//! Thin wrappers over the raw socket layer. Everything unsafe lives here.

use std::{
    io, mem,
    net::{Ipv4Addr, SocketAddr, SocketAddrV4, SocketAddrV6},
    os::fd::RawFd,
    ptr,
    time::Duration,
};

pub(crate) const INVALID_FD: RawFd = -1;

#[derive(Clone, Copy, Debug, PartialEq, Eq)]
pub(crate) enum AddressFamily {
    Ipv4,
    Ipv6,
}

impl AddressFamily {
    pub(crate) fn of(addr: &SocketAddr) -> Self {
        match addr {
            SocketAddr::V4(_) => Self::Ipv4,
            SocketAddr::V6(_) => Self::Ipv6,
        }
    }

    fn raw(self) -> libc::c_int {
        match self {
            Self::Ipv4 => libc::AF_INET,
            Self::Ipv6 => libc::AF_INET6,
        }
    }
}

pub(crate) fn tcp_socket(family: AddressFamily) -> io::Result<RawFd> {
    let fd = unsafe { libc::socket(family.raw(), libc::SOCK_STREAM, libc::IPPROTO_TCP) };
    if fd < 0 {
        return Err(io::Error::last_os_error());
    }
    Ok(fd)
}

/// Open and immediately close a datagram socket to see whether the host
/// supports `family` at all.
pub(crate) fn datagram_probe(family: AddressFamily) -> bool {
    let fd = unsafe { libc::socket(family.raw(), libc::SOCK_DGRAM, libc::IPPROTO_UDP) };
    if fd < 0 {
        return false;
    }
    close_fd(fd);
    true
}

pub(crate) fn close_fd(fd: RawFd) {
    unsafe {
        libc::shutdown(fd, libc::SHUT_RDWR);
        libc::close(fd);
    }
}

pub(crate) fn set_blocking(fd: RawFd, blocking: bool) {
    unsafe {
        let flags = libc::fcntl(fd, libc::F_GETFL, 0);
        if flags < 0 {
            return;
        }
        let flags =
            if blocking { flags & !libc::O_NONBLOCK } else { flags | libc::O_NONBLOCK };
        libc::fcntl(fd, libc::F_SETFL, flags);
    }
}

/// Bytes the kernel has buffered for `fd`. `None` when the descriptor is
/// invalid or gone and nothing is pending.
pub(crate) fn available(fd: RawFd) -> Option<usize> {
    if fd == INVALID_FD {
        return None;
    }
    let mut pending: libc::c_int = 0;
    let closed = unsafe { libc::ioctl(fd, libc::FIONREAD as _, &mut pending) } < 0;
    if pending == 0 && closed {
        return None;
    }
    Some(pending.max(0) as usize)
}

#[derive(Clone, Copy, Debug, Default)]
pub(crate) struct Readiness {
    pub(crate) ready: bool,
    pub(crate) error: bool,
}

#[derive(Clone, Copy, Debug)]
pub(crate) enum Interest {
    Read,
    Write,
}

/// Wait for `fd` to become ready or report an exceptional condition, up to
/// `timeout`. `None` polls without waiting.
pub(crate) fn select_fd(
    fd: RawFd,
    interest: Interest,
    timeout: Option<Duration>,
) -> io::Result<Readiness> {
    unsafe {
        let mut ready_set: libc::fd_set = mem::zeroed();
        let mut error_set: libc::fd_set = mem::zeroed();
        libc::FD_ZERO(&mut ready_set);
        libc::FD_ZERO(&mut error_set);
        libc::FD_SET(fd, &mut ready_set);
        libc::FD_SET(fd, &mut error_set);

        let limit = timeout.unwrap_or(Duration::ZERO);
        let mut tv = libc::timeval {
            tv_sec: limit.as_secs() as libc::time_t,
            tv_usec: limit.subsec_micros() as libc::suseconds_t,
        };
        let (read_ptr, write_ptr): (*mut libc::fd_set, *mut libc::fd_set) = match interest {
            Interest::Read => (&mut ready_set, ptr::null_mut()),
            Interest::Write => (ptr::null_mut(), &mut ready_set),
        };
        let ret = libc::select(fd + 1, read_ptr, write_ptr, &mut error_set, &mut tv);
        if ret < 0 {
            return Err(io::Error::last_os_error());
        }
        if ret == 0 {
            return Ok(Readiness::default());
        }
        Ok(Readiness {
            ready: libc::FD_ISSET(fd, &ready_set),
            error: libc::FD_ISSET(fd, &error_set),
        })
    }
}

/// Fetch and clear the pending SO_ERROR. `Ok` means no error was latched.
pub(crate) fn take_socket_error(fd: RawFd) -> io::Result<()> {
    let mut err: libc::c_int = 0;
    let mut len = mem::size_of::<libc::c_int>() as libc::socklen_t;
    let ret = unsafe {
        libc::getsockopt(
            fd,
            libc::SOL_SOCKET,
            libc::SO_ERROR,
            (&raw mut err).cast::<libc::c_void>(),
            &mut len,
        )
    };
    if ret < 0 {
        return Err(io::Error::last_os_error());
    }
    if err != 0 {
        return Err(io::Error::from_raw_os_error(err));
    }
    Ok(())
}

fn set_opt<T>(fd: RawFd, level: libc::c_int, name: libc::c_int, value: T) -> io::Result<()> {
    let ret = unsafe {
        libc::setsockopt(
            fd,
            level,
            name,
            (&raw const value).cast::<libc::c_void>(),
            mem::size_of::<T>() as libc::socklen_t,
        )
    };
    if ret < 0 { Err(io::Error::last_os_error()) } else { Ok(()) }
}

pub(crate) fn set_reuse_address(fd: RawFd, on: bool) -> io::Result<()> {
    set_opt(fd, libc::SOL_SOCKET, libc::SO_REUSEADDR, on as libc::c_int)
}

pub(crate) fn set_reuse_port(fd: RawFd, on: bool) -> io::Result<()> {
    set_opt(fd, libc::SOL_SOCKET, libc::SO_REUSEPORT, on as libc::c_int)
}

pub(crate) fn set_nodelay(fd: RawFd, on: bool) -> io::Result<()> {
    set_opt(fd, libc::IPPROTO_TCP, libc::TCP_NODELAY, on as libc::c_int)
}

/// Join `group` on the default interface. Scope stays on the local network
/// (TTL 1); IPv6 membership is not wired up yet.
pub(crate) fn join_multicast_v4(fd: RawFd, group: Ipv4Addr, allow_loopback: bool) -> io::Result<()> {
    set_opt(fd, libc::IPPROTO_IP, libc::IP_MULTICAST_TTL, 1 as libc::c_uchar)?;
    set_opt(fd, libc::IPPROTO_IP, libc::IP_MULTICAST_LOOP, allow_loopback as libc::c_uchar)?;
    let req = libc::ip_mreq {
        imr_multiaddr: libc::in_addr { s_addr: u32::from_ne_bytes(group.octets()) },
        imr_interface: libc::in_addr { s_addr: libc::INADDR_ANY },
    };
    set_opt(fd, libc::IPPROTO_IP, libc::IP_ADD_MEMBERSHIP, req)
}

pub(crate) fn bind(fd: RawFd, addr: &SocketAddr) -> io::Result<()> {
    let (storage, len) = sockaddr_from(addr);
    let ret = unsafe { libc::bind(fd, (&raw const storage).cast::<libc::sockaddr>(), len) };
    if ret < 0 { Err(io::Error::last_os_error()) } else { Ok(()) }
}

pub(crate) fn listen(fd: RawFd) -> io::Result<()> {
    let ret = unsafe { libc::listen(fd, libc::SOMAXCONN) };
    if ret < 0 { Err(io::Error::last_os_error()) } else { Ok(()) }
}

#[derive(Clone, Copy, Debug, PartialEq, Eq)]
pub(crate) enum ConnectStart {
    Done,
    InProgress,
}

pub(crate) fn connect(fd: RawFd, addr: &SocketAddr) -> io::Result<ConnectStart> {
    let (storage, len) = sockaddr_from(addr);
    let ret = unsafe { libc::connect(fd, (&raw const storage).cast::<libc::sockaddr>(), len) };
    if ret == 0 {
        return Ok(ConnectStart::Done);
    }
    let err = io::Error::last_os_error();
    if err.raw_os_error() == Some(libc::EINPROGRESS) {
        return Ok(ConnectStart::InProgress);
    }
    Err(err)
}

pub(crate) fn accept(fd: RawFd) -> io::Result<(RawFd, Option<SocketAddr>)> {
    let mut storage: libc::sockaddr_storage = unsafe { mem::zeroed() };
    let mut len = mem::size_of::<libc::sockaddr_storage>() as libc::socklen_t;
    let accepted = unsafe {
        libc::accept(fd, (&raw mut storage).cast::<libc::sockaddr>(), &mut len)
    };
    if accepted < 0 {
        return Err(io::Error::last_os_error());
    }
    Ok((accepted, sockaddr_to(&storage)))
}

pub(crate) fn local_address(fd: RawFd) -> io::Result<SocketAddr> {
    let mut storage: libc::sockaddr_storage = unsafe { mem::zeroed() };
    let mut len = mem::size_of::<libc::sockaddr_storage>() as libc::socklen_t;
    let ret = unsafe {
        libc::getsockname(fd, (&raw mut storage).cast::<libc::sockaddr>(), &mut len)
    };
    if ret < 0 {
        return Err(io::Error::last_os_error());
    }
    sockaddr_to(&storage)
        .ok_or_else(|| io::Error::new(io::ErrorKind::Unsupported, "unknown address family"))
}

pub(crate) fn recv(fd: RawFd, buf: &mut [u8]) -> io::Result<usize> {
    let ret = unsafe { libc::recv(fd, buf.as_mut_ptr().cast::<libc::c_void>(), buf.len(), 0) };
    if ret < 0 { Err(io::Error::last_os_error()) } else { Ok(ret as usize) }
}

pub(crate) fn send(fd: RawFd, buf: &[u8]) -> io::Result<usize> {
    let ret = unsafe {
        libc::send(fd, buf.as_ptr().cast::<libc::c_void>(), buf.len(), libc::MSG_NOSIGNAL)
    };
    if ret < 0 { Err(io::Error::last_os_error()) } else { Ok(ret as usize) }
}

pub(crate) fn is_would_block(err: &io::Error) -> bool {
    err.kind() == io::ErrorKind::WouldBlock || err.raw_os_error() == Some(libc::EAGAIN)
}

pub(crate) fn is_refused(err: &io::Error) -> bool {
    err.raw_os_error() == Some(libc::ECONNREFUSED)
}

/// Transport errors that mean the connection is gone for good.
pub(crate) fn is_fatal_transport(err: &io::Error) -> bool {
    matches!(
        err.raw_os_error(),
        Some(
            libc::ECONNRESET |
                libc::EPIPE |
                libc::ETIMEDOUT |
                libc::ENETDOWN |
                libc::ENETRESET |
                libc::ENOTCONN |
                libc::ECONNABORTED
        )
    )
}

fn sockaddr_from(addr: &SocketAddr) -> (libc::sockaddr_storage, libc::socklen_t) {
    let mut storage: libc::sockaddr_storage = unsafe { mem::zeroed() };
    match addr {
        SocketAddr::V4(v4) => {
            let sin = libc::sockaddr_in {
                sin_family: libc::AF_INET as libc::sa_family_t,
                sin_port: v4.port().to_be(),
                sin_addr: libc::in_addr { s_addr: u32::from_ne_bytes(v4.ip().octets()) },
                sin_zero: [0; 8],
            };
            unsafe { ptr::write((&raw mut storage).cast::<libc::sockaddr_in>(), sin) };
            (storage, mem::size_of::<libc::sockaddr_in>() as libc::socklen_t)
        }
        SocketAddr::V6(v6) => {
            let sin6 = libc::sockaddr_in6 {
                sin6_family: libc::AF_INET6 as libc::sa_family_t,
                sin6_port: v6.port().to_be(),
                sin6_flowinfo: v6.flowinfo(),
                sin6_addr: libc::in6_addr { s6_addr: v6.ip().octets() },
                sin6_scope_id: v6.scope_id(),
            };
            unsafe { ptr::write((&raw mut storage).cast::<libc::sockaddr_in6>(), sin6) };
            (storage, mem::size_of::<libc::sockaddr_in6>() as libc::socklen_t)
        }
    }
}

fn sockaddr_to(storage: &libc::sockaddr_storage) -> Option<SocketAddr> {
    match storage.ss_family as libc::c_int {
        libc::AF_INET => {
            let sin = unsafe { &*(storage as *const _ as *const libc::sockaddr_in) };
            Some(SocketAddr::V4(SocketAddrV4::new(
                Ipv4Addr::from(sin.sin_addr.s_addr.to_ne_bytes()),
                u16::from_be(sin.sin_port),
            )))
        }
        libc::AF_INET6 => {
            let sin6 = unsafe { &*(storage as *const _ as *const libc::sockaddr_in6) };
            Some(SocketAddr::V6(SocketAddrV6::new(
                sin6.sin6_addr.s6_addr.into(),
                u16::from_be(sin6.sin6_port),
                sin6.sin6_flowinfo,
                sin6.sin6_scope_id,
            )))
        }
        _ => None,
    }
}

-- -- --

▸ Work required
Could you please find every line of the listing above holding the string "octets" and copy it?

▸ Solution
        imr_multiaddr: libc::in_addr { s_addr: u32::from_ne_bytes(group.octets()) },
                sin_addr: libc::in_addr { s_addr: u32::from_ne_bytes(v4.ip().octets()) },
                sin6_addr: libc::in6_addr { s6_addr: v6.ip().octets() },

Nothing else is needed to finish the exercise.